O Fundo Monetário Internacional (FMI) aconselhou nesta quinta-feira a Itália a se concentrar em uma redução dos gastos públicos e dos impostos, para que a redução do déficit seja mais favorável ao crescimento, no momento em que o país critica as medidas de austeridade.

“A política orçamentária (na Itália) deve continuar em busca de um equilíbrio estrutural (…). Ao mesmo tempo, o ajuste orçamentário deve favorecer mais o crescimento se orientando para os cortes de gasto e à queda de impostos”, declarou Gerry Rice, porta-voz do FMI.

Empossado após meses de instabilidade política, o novo chefe do governo italiano, Enrico Letta, disse que seu país estava “morrendo” devido à austeridade e apresentou várias medidas para reativar a economia, se comprometendo em respeitar seus compromissos com a Europa sobre o déficit.
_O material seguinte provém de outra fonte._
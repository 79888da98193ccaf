use std::fs::File;
use std::io::stdout;
use std::path::{Path, PathBuf};

use anyhow::{Context, Result};
use clap::Parser;
use crossterm::{
    event::{DisableMouseCapture, EnableMouseCapture},
    execute,
    terminal::{EnterAlternateScreen, LeaveAlternateScreen, disable_raw_mode, enable_raw_mode},
};
use log::{error, info, warn};
use ratatui::{Terminal, backend::CrosstermBackend};
use simplelog::{Config, LevelFilter, WriteLogger};

use marginalia::comments::CommentStore;
use marginalia::event_source::KeyboardEventSource;
use marginalia::export;
use marginalia::notification::Notice;
use marginalia::panic_handler::initialize_panic_handler;
use marginalia::settings::{self, Settings};
use marginalia::source::{FileSource, MarkdownSource};
use marginalia::storage::FileStorage;
use marginalia::{App, run_app_with_event_source};

/// Read a markdown document in the terminal and leave comments in its margin.
#[derive(Parser, Debug)]
#[command(version, about)]
struct Args {
    /// Markdown file to open
    file: PathBuf,

    /// Comment storage file, overriding the per-document default
    #[arg(long, value_name = "PATH")]
    storage: Option<PathBuf>,

    /// Settings file, overriding the platform config location
    #[arg(long, value_name = "PATH")]
    config: Option<PathBuf>,

    #[arg(long, value_name = "PATH", default_value = "marginalia.log")]
    log_file: PathBuf,

    /// Log at debug level
    #[arg(long)]
    debug: bool,

    /// Write the document with its comments as a standalone HTML page and exit
    #[arg(long, value_name = "PATH")]
    export_html: Option<PathBuf>,
}

fn storage_path(args: &Args, settings: &Settings) -> Result<PathBuf> {
    if let Some(path) = &args.storage {
        return Ok(path.clone());
    }
    settings
        .storage_path_for(&args.file)
        .context("Could not determine a data directory for comment storage, pass --storage")
}

fn open_store(path: &Path, settings: &Settings) -> Result<(CommentStore, Option<String>)> {
    let (storage, recovered) = FileStorage::open_or_recover(path)
        .with_context(|| format!("Failed to open comment storage {}", path.display()))?;
    let storage = storage.with_quota(Some(settings.storage_quota_bytes));
    info!("Comment storage: {}", storage.path().display());
    Ok((CommentStore::open(Box::new(storage)), recovered))
}

fn export_html(args: &Args, target: &Path, store: &CommentStore) -> Result<()> {
    let source = FileSource::new(&args.file);
    let text = source.fetch()?;
    let title = args
        .file
        .file_stem()
        .and_then(|stem| stem.to_str())
        .unwrap_or("document");
    export::export_to_file(target, title, &text, store.map())?;
    println!("Wrote {}", target.display());
    Ok(())
}

fn main() -> Result<()> {
    let args = Args::parse();

    WriteLogger::init(
        if args.debug {
            LevelFilter::Debug
        } else {
            LevelFilter::Info
        },
        Config::default(),
        File::create(&args.log_file)
            .with_context(|| format!("Failed to create log file {}", args.log_file.display()))?,
    )?;

    info!("Starting marginalia for {}", args.file.display());

    let settings = settings::load_settings(args.config.as_deref());
    let storage_path = storage_path(&args, &settings)?;
    let (store, recovered) = open_store(&storage_path, &settings)?;

    if let Some(target) = &args.export_html {
        return export_html(&args, target, &store);
    }

    let mut app = App::new(store, settings);
    if let Some(message) = recovered {
        warn!("{message}");
        app.notifications.push(Notice::StoreWarning(message));
    }
    app.load_source(Box::new(FileSource::new(&args.file)))?;

    initialize_panic_handler();

    // Terminal initialization
    enable_raw_mode()?;
    let mut stdout = stdout();
    execute!(stdout, EnterAlternateScreen, EnableMouseCapture)?;
    let backend = CrosstermBackend::new(stdout);
    let mut terminal = Terminal::new(backend)?;

    let res = run_app_with_event_source(&mut terminal, &mut app, &mut KeyboardEventSource);

    // Restore terminal
    disable_raw_mode()?;
    execute!(
        terminal.backend_mut(),
        LeaveAlternateScreen,
        DisableMouseCapture
    )?;
    terminal.show_cursor()?;

    if let Err(err) = &res {
        error!("Application error: {err:?}");
    }

    info!("Shutting down marginalia");
    res
}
O porta-voz do Fundo se negou a precisar “que imposto seria necessário reduzir”, mas disse que qualquer reforma fiscal deve estar inserida em uma “estratégia global” que torne o sistema mais “eficaz e mais equitativo”.

Segundo previsões publicadas na segunda-feira, o Produto Interno Bruto (PIB) italiano se contrairá 1,4% este ano, mas aumentará 0,7% em 2014 graças a uma recuperação da demanda interna.